■ GOAL OF THE EXERCISE
Instruction for the data below: set down exactly the lines from the line with "self.seen = events.iter().map(|event|" to the line with "let mut tracker = DamageTracker::default();", inclusive, and no others.

■ RECORDS FOR PROCESSING

[Start of section]

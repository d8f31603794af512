use std::collections::HashSet;

use crate::gateway::DamageEvent;

/// Edge detector over a displayed damage-event list.
///
/// Remembers the ids shown on the previous observation, so an event that
/// stays on screen across several ticks is reported once.
#[derive(Clone, Debug, Default)]
pub struct DamageTracker {
    seen: HashSet<u64>,
}

impl DamageTracker {
    /// Seeds the tracker so events already on screen are not reported.
    pub fn primed(events: &[DamageEvent]) -> Self {
        Self {
            seen: events.iter().map(|event| event.id).collect(),
        }
    }

    /// Returns the events not present on the previous observation.
    pub fn observe(&mut self, events: &[DamageEvent]) -> Vec<DamageEvent> {
        let fresh: Vec<DamageEvent> = events
            .iter()
            .filter(|event| !self.seen.contains(&event.id))
            .copied()
            .collect();
        self.seen = events.iter().map(|event| event.id).collect();
        fresh
    }
}

#[cfg(test)]
mod tests {
    use super::*;

    fn hit(id: u64) -> DamageEvent {
        DamageEvent { id, amount: 7 }
    }

    #[test]
    fn same_event_is_reported_once() {
        let mut tracker = DamageTracker::default();
        assert_eq!(tracker.observe(&[hit(1)]), vec![hit(1)]);
        assert!(tracker.observe(&[hit(1)]).is_empty());
        assert_eq!(tracker.observe(&[hit(1), hit(2)]), vec![hit(2)]);
    }

    #[test]
    fn equal_amounts_with_new_ids_still_count() {
        let mut tracker = DamageTracker::primed(&[hit(4)]);
        assert_eq!(tracker.observe(&[hit(4), hit(5)]).len(), 1);
    }
}
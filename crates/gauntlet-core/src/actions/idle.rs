use crate::error::ActionError;

use super::{ActionContext, LeafAction, Outcome};

/// Selected when the run is inactive. Pauses for one tick interval.
#[derive(Debug, Default)]
pub struct IdleAction;

impl LeafAction for IdleAction {
    fn execute(&mut self, cx: &mut ActionContext<'_>) -> Result<Outcome, ActionError> {
        tracing::debug!("idle tick");
        cx.env.delay(cx.config.timings.tick);
        Ok(Outcome::Completed)
    }
}
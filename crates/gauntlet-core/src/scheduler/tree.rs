//! The fixed decision tree.
//!
//! ```text
//! active?
//! ├─ no  → Idle
//! └─ yes → health > threshold?
//!          ├─ no  → UnexpectedScenario
//!          └─ yes → Selector
//!                   ├─ starting room not confirmed  → StartingRoomCheck
//!                   ├─ current phase ready, not done → Crafting(phase)
//!                   ├─ needed hostile visible       → Combat
//!                   ├─ needed node visible          → Gathering
//!                   ├─ current room not yet known   → Traversal
//!                   ├─ boss due                     → BossEncounter
//!                   ├─ boss defeated                → PostEncounter
//!                   └─ otherwise                    → UnexpectedScenario
//! ```

use behavior_tree::{Behavior, Status, branch, guarded, selector};

use crate::actions::ActionKind;

use super::Observation;

/// Tree context: the read-only observation plus the slot the chosen leaf
/// writes into.
#[derive(Debug)]
pub struct Blackboard {
    pub obs: Observation,
    pub decision: Option<ActionKind>,
}

impl Blackboard {
    pub fn new(obs: Observation) -> Self {
        Self {
            obs,
            decision: None,
        }
    }
}

/// Leaf that records a fixed decision.
struct Choose(ActionKind);

impl Behavior<Blackboard> for Choose {
    fn tick(&self, ctx: &mut Blackboard) -> Status {
        ctx.decision = Some(self.0);
        Status::Success
    }
}

fn choose(kind: ActionKind) -> Box<dyn Behavior<Blackboard>> {
    Box::new(Choose(kind))
}

/// Crafting leaf that picks the phase from the observation.
struct ChooseCrafting;

impl Behavior<Blackboard> for ChooseCrafting {
    fn tick(&self, ctx: &mut Blackboard) -> Status {
        ctx.decision = Some(ActionKind::crafting(ctx.obs.phase));
        Status::Success
    }
}

fn candidates() -> Box<dyn Behavior<Blackboard>> {
    selector(vec![
        guarded(
            |bb: &Blackboard| !bb.obs.starting_room_confirmed,
            choose(ActionKind::StartingRoomCheck),
        ),
        guarded(|bb: &Blackboard| bb.obs.crafting_due(), Box::new(ChooseCrafting)),
        guarded(
            |bb: &Blackboard| bb.obs.needed_hostile_visible,
            choose(ActionKind::Combat),
        ),
        guarded(
            |bb: &Blackboard| bb.obs.needed_node_visible,
            choose(ActionKind::Gathering),
        ),
        guarded(|bb: &Blackboard| !bb.obs.room_known, choose(ActionKind::Traversal)),
        guarded(|bb: &Blackboard| bb.obs.boss_due(), choose(ActionKind::BossEncounter)),
        guarded(
            |bb: &Blackboard| bb.obs.boss_defeated,
            choose(ActionKind::PostEncounter),
        ),
        choose(ActionKind::UnexpectedScenario),
    ])
}

pub fn build() -> Box<dyn Behavior<Blackboard>> {
    branch(
        |bb: &Blackboard| bb.obs.active,
        branch(
            |bb: &Blackboard| bb.obs.is_healthy(),
            candidates(),
            choose(ActionKind::UnexpectedScenario),
        ),
        choose(ActionKind::Idle),
    )
}
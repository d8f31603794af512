//! Capability interface onto the live environment.
//!
//! The decision core never touches the world directly; every query and
//! interaction goes through [`Gateway`]. Inventory contents are exposed as
//! entities of kind [`EntityKind::InventoryItem`] so they can be interacted
//! with like anything else.

use std::fmt;

use rand::Rng;

use crate::error::GatewayError;
use crate::geometry::{Area, Position};

/// Number of inventory slots.
pub const INVENTORY_CAPACITY: u32 = 28;

#[derive(Clone, Copy, Debug, PartialEq, Eq, Hash, strum::Display)]
pub enum EntityKind {
    Npc,
    Object,
    GroundItem,
    InventoryItem,
}

/// Handle to something the environment can see.
#[derive(Clone, Debug, PartialEq, Eq)]
pub struct Entity {
    pub id: u64,
    pub kind: EntityKind,
    pub name: String,
    pub position: Position,
    /// Stack size for items, 1 for everything else.
    pub quantity: u32,
}

impl fmt::Display for Entity {
    fn fmt(&self, f: &mut fmt::Formatter<'_>) -> fmt::Result {
        write!(f, "{} #{} at {}", self.name, self.id, self.position)
    }
}

/// Filter for entity lookups. An empty name list matches any name.
#[derive(Clone, Debug, PartialEq, Eq)]
pub struct EntityQuery {
    pub kind: EntityKind,
    pub names: Vec<String>,
    pub area: Option<Area>,
}

impl EntityQuery {
    pub fn new(kind: EntityKind) -> Self {
        Self {
            kind,
            names: Vec::new(),
            area: None,
        }
    }

    pub fn npc(name: impl Into<String>) -> Self {
        Self::new(EntityKind::Npc).named(name)
    }

    pub fn object(name: impl Into<String>) -> Self {
        Self::new(EntityKind::Object).named(name)
    }

    pub fn ground_item(name: impl Into<String>) -> Self {
        Self::new(EntityKind::GroundItem).named(name)
    }

    pub fn inventory(name: impl Into<String>) -> Self {
        Self::new(EntityKind::InventoryItem).named(name)
    }

    pub fn named(mut self, name: impl Into<String>) -> Self {
        self.names.push(name.into());
        self
    }

    pub fn any_of<I, S>(mut self, names: I) -> Self
    where
        I: IntoIterator<Item = S>,
        S: Into<String>,
    {
        self.names.extend(names.into_iter().map(Into::into));
        self
    }

    pub fn within(mut self, area: Area) -> Self {
        self.area = Some(area);
        self
    }

    /// Names compare case-insensitively; inventory items also match when the
    /// item name only adds a dose suffix such as `"Egniol potion (3)"`.
    pub fn matches(&self, entity: &Entity) -> bool {
        if entity.kind != self.kind {
            return false;
        }
        if self.area.is_some_and(|area| !area.contains(entity.position)) {
            return false;
        }
        self.names.is_empty() || self.names.iter().any(|name| name_matches(name, &entity.name))
    }
}

fn name_matches(wanted: &str, actual: &str) -> bool {
    if wanted.eq_ignore_ascii_case(actual) {
        return true;
    }
    actual.rsplit_once(" (").is_some_and(|(base, suffix)| {
        base.eq_ignore_ascii_case(wanted)
            && suffix
                .strip_suffix(')')
                .is_some_and(|doses| !doses.is_empty() && doses.bytes().all(|b| b.is_ascii_digit()))
    })
}

/// Bounds for a randomised pause or poll timeout, in milliseconds.
#[derive(Clone, Copy, Debug, PartialEq, Eq)]
pub struct DelayWindow {
    pub min_ms: u64,
    pub max_ms: u64,
}

impl DelayWindow {
    pub const fn new(min_ms: u64, max_ms: u64) -> Self {
        Self { min_ms, max_ms }
    }

    pub const fn fixed(ms: u64) -> Self {
        Self::new(ms, ms)
    }

    /// Picks a duration inside the window.
    pub fn sample<R: Rng + ?Sized>(&self, rng: &mut R) -> u64 {
        if self.max_ms <= self.min_ms {
            self.min_ms
        } else {
            rng.gen_range(self.min_ms..=self.max_ms)
        }
    }
}

impl fmt::Display for DelayWindow {
    fn fmt(&self, f: &mut fmt::Formatter<'_>) -> fmt::Result {
        write!(f, "{}..{}ms", self.min_ms, self.max_ms)
    }
}

#[derive(Clone, Copy, Debug, PartialEq, Eq, Hash, strum::Display)]
pub enum Vital {
    Health,
    Prayer,
}

/// Defensive posture. Each one blocks one attack style.
#[derive(Clone, Copy, Debug, PartialEq, Eq, Hash, strum::Display)]
pub enum Posture {
    ProtectFromMagic,
    ProtectFromMissiles,
    ProtectFromMelee,
}

/// Whose damage-event list is being read.
#[derive(Clone, Copy, Debug, PartialEq, Eq, Hash, strum::Display)]
pub enum Subject {
    Player,
    Boss,
}

/// One hit splat. Identity is the `id`; two events with equal amounts are
/// still distinct.
#[derive(Clone, Copy, Debug, PartialEq, Eq, Hash)]
pub struct DamageEvent {
    pub id: u64,
    pub amount: u32,
}

/// Everything the decision core needs from the environment.
pub trait Gateway {
    /// Fails only when the environment can no longer be reached at all.
    fn connection(&self) -> Result<(), GatewayError>;

    /// Monotonic clock in milliseconds.
    fn clock_ms(&self) -> u64;

    fn player_position(&self) -> Position;

    /// Every entity matching `query`, in no particular order.
    fn find_entities(&self, query: &EntityQuery) -> Vec<Entity>;

    /// Nearest entity matching `query`.
    fn find_entity(&self, query: &EntityQuery) -> Option<Entity> {
        let origin = self.player_position();
        self.find_entities(query).into_iter().min_by(|a, b| {
            a.position
                .distance_to(origin)
                .total_cmp(&b.position.distance_to(origin))
                .then(a.id.cmp(&b.id))
        })
    }

    fn interact(&mut self, entity: &Entity, action: &str) -> bool;

    /// Polls `condition` until it holds or a timeout drawn from `window`
    /// elapses. Returns false on timeout.
    fn wait_until(
        &mut self,
        condition: &mut dyn FnMut(&dyn Gateway) -> bool,
        window: DelayWindow,
    ) -> bool;

    fn delay(&mut self, window: DelayWindow);

    /// Percentage in `0..=100`.
    fn read_vital(&self, vital: Vital) -> u8;

    fn walk_to(&mut self, destination: Position) -> bool;

    /// Picks an option in an open menu or production interface.
    fn choose_menu_option(&mut self, label: &str) -> bool;

    fn normalize_camera(&mut self) -> bool;

    fn equipped_weapon(&self) -> Option<String>;

    fn active_posture(&self) -> Option<Posture>;

    fn activate_posture(&mut self, posture: Posture) -> bool;

    /// Damage events currently displayed over `subject`.
    fn damage_events(&self, subject: Subject) -> Vec<DamageEvent>;

    /// Raw marker value of a tile; hazards change it.
    fn tile_marker(&self, tile: Position) -> i32;

    /// Tiles currently covered by a hazardous effect.
    fn hazards(&self) -> Vec<Position>;

    fn inventory_count(&self, name: &str) -> u32 {
        self.find_entities(&EntityQuery::inventory(name))
            .iter()
            .map(|item| item.quantity)
            .sum()
    }

    fn inventory_contains(&self, name: &str) -> bool {
        self.inventory_count(name) > 0
    }

    fn inventory_used_slots(&self) -> u32 {
        self.find_entities(&EntityQuery::new(EntityKind::InventoryItem))
            .len() as u32
    }

    fn inventory_free_slots(&self) -> u32 {
        INVENTORY_CAPACITY.saturating_sub(self.inventory_used_slots())
    }

    fn is_inventory_full(&self) -> bool {
        self.inventory_free_slots() == 0
    }
}
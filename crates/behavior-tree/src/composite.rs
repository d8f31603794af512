//! Composite nodes.
//!
//! [`Sequence`] (AND) and [`Selector`] (OR) both walk their children in the
//! order they were given and short-circuit. Neither scores nor shuffles, so
//! the child order is the whole priority policy.

use crate::{Behavior, Status};

/// Ticks children left to right until one fails.
///
/// - `Failure` from a child stops the sequence and returns `Failure`
/// - `Success` moves on to the next child
/// - all children succeeding returns `Success`
pub struct Sequence<C> {
    children: Vec<Box<dyn Behavior<C>>>,
}

impl<C> Sequence<C> {
    /// Creates a new sequence.
    ///
    /// # Panics
    ///
    /// Panics if `children` is empty.
    pub fn new(children: Vec<Box<dyn Behavior<C>>>) -> Self {
        assert!(
            !children.is_empty(),
            "Sequence must have at least one child"
        );
        Self { children }
    }
}

impl<C> Behavior<C> for Sequence<C> {
    fn tick(&self, ctx: &mut C) -> Status {
        for child in &self.children {
            if child.tick(ctx).is_failure() {
                return Status::Failure;
            }
        }
        Status::Success
    }
}

/// Ticks children left to right until one succeeds.
///
/// - `Success` from a child stops the selector and returns `Success`
/// - `Failure` moves on to the next child
/// - all children failing returns `Failure`
pub struct Selector<C> {
    children: Vec<Box<dyn Behavior<C>>>,
}

impl<C> Selector<C> {
    /// Creates a new selector.
    ///
    /// # Panics
    ///
    /// Panics if `children` is empty.
    pub fn new(children: Vec<Box<dyn Behavior<C>>>) -> Self {
        assert!(
            !children.is_empty(),
            "Selector must have at least one child"
        );
        Self { children }
    }

    /// Number of direct children.
    pub fn len(&self) -> usize {
        self.children.len()
    }

    pub fn is_empty(&self) -> bool {
        self.children.is_empty()
    }
}

impl<C> Behavior<C> for Selector<C> {
    fn tick(&self, ctx: &mut C) -> Status {
        for child in &self.children {
            if child.tick(ctx).is_success() {
                return Status::Success;
            }
        }
        Status::Failure
    }
}

#[cfg(test)]
mod tests {
    use super::*;

    struct TestContext {
        trail: Vec<&'static str>,
    }

    struct Mark(&'static str, Status);
    impl Behavior<TestContext> for Mark {
        fn tick(&self, ctx: &mut TestContext) -> Status {
            ctx.trail.push(self.0);
            self.1
        }
    }

    fn mark(name: &'static str, status: Status) -> Box<dyn Behavior<TestContext>> {
        Box::new(Mark(name, status))
    }

    #[test]
    fn sequence_runs_all_children_on_success() {
        let seq = Sequence::new(vec![
            mark("a", Status::Success),
            mark("b", Status::Success),
        ]);
        let mut ctx = TestContext { trail: Vec::new() };
        assert_eq!(seq.tick(&mut ctx), Status::Success);
        assert_eq!(ctx.trail, vec!["a", "b"]);
    }

    #[test]
    fn sequence_stops_at_first_failure() {
        let seq = Sequence::new(vec![
            mark("a", Status::Success),
            mark("b", Status::Failure),
            mark("c", Status::Success),
        ]);
        let mut ctx = TestContext { trail: Vec::new() };
        assert_eq!(seq.tick(&mut ctx), Status::Failure);
        assert_eq!(ctx.trail, vec!["a", "b"]);
    }

    #[test]
    fn selector_picks_first_success_in_order() {
        let sel = Selector::new(vec![
            mark("a", Status::Failure),
            mark("b", Status::Success),
            mark("c", Status::Success),
        ]);
        let mut ctx = TestContext { trail: Vec::new() };
        assert_eq!(sel.tick(&mut ctx), Status::Success);
        assert_eq!(ctx.trail, vec!["a", "b"]);
    }

    #[test]
    fn selector_fails_when_all_fail() {
        let sel = Selector::new(vec![
            mark("a", Status::Failure),
            mark("b", Status::Failure),
        ]);
        let mut ctx = TestContext { trail: Vec::new() };
        assert_eq!(sel.tick(&mut ctx), Status::Failure);
        assert_eq!(ctx.trail, vec!["a", "b"]);
    }
}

[End of section]

■ RESPONSE TO THIS TASK
        self.seen = events.iter().map(|event| event.id).collect();
        fresh
    }
}

#[cfg(test)]
mod tests {
    use super::*;

    fn hit(id: u64) -> DamageEvent {
        DamageEvent { id, amount: 7 }
    }

    #[test]
    fn same_event_is_reported_once() {
        let mut tracker = DamageTracker::default();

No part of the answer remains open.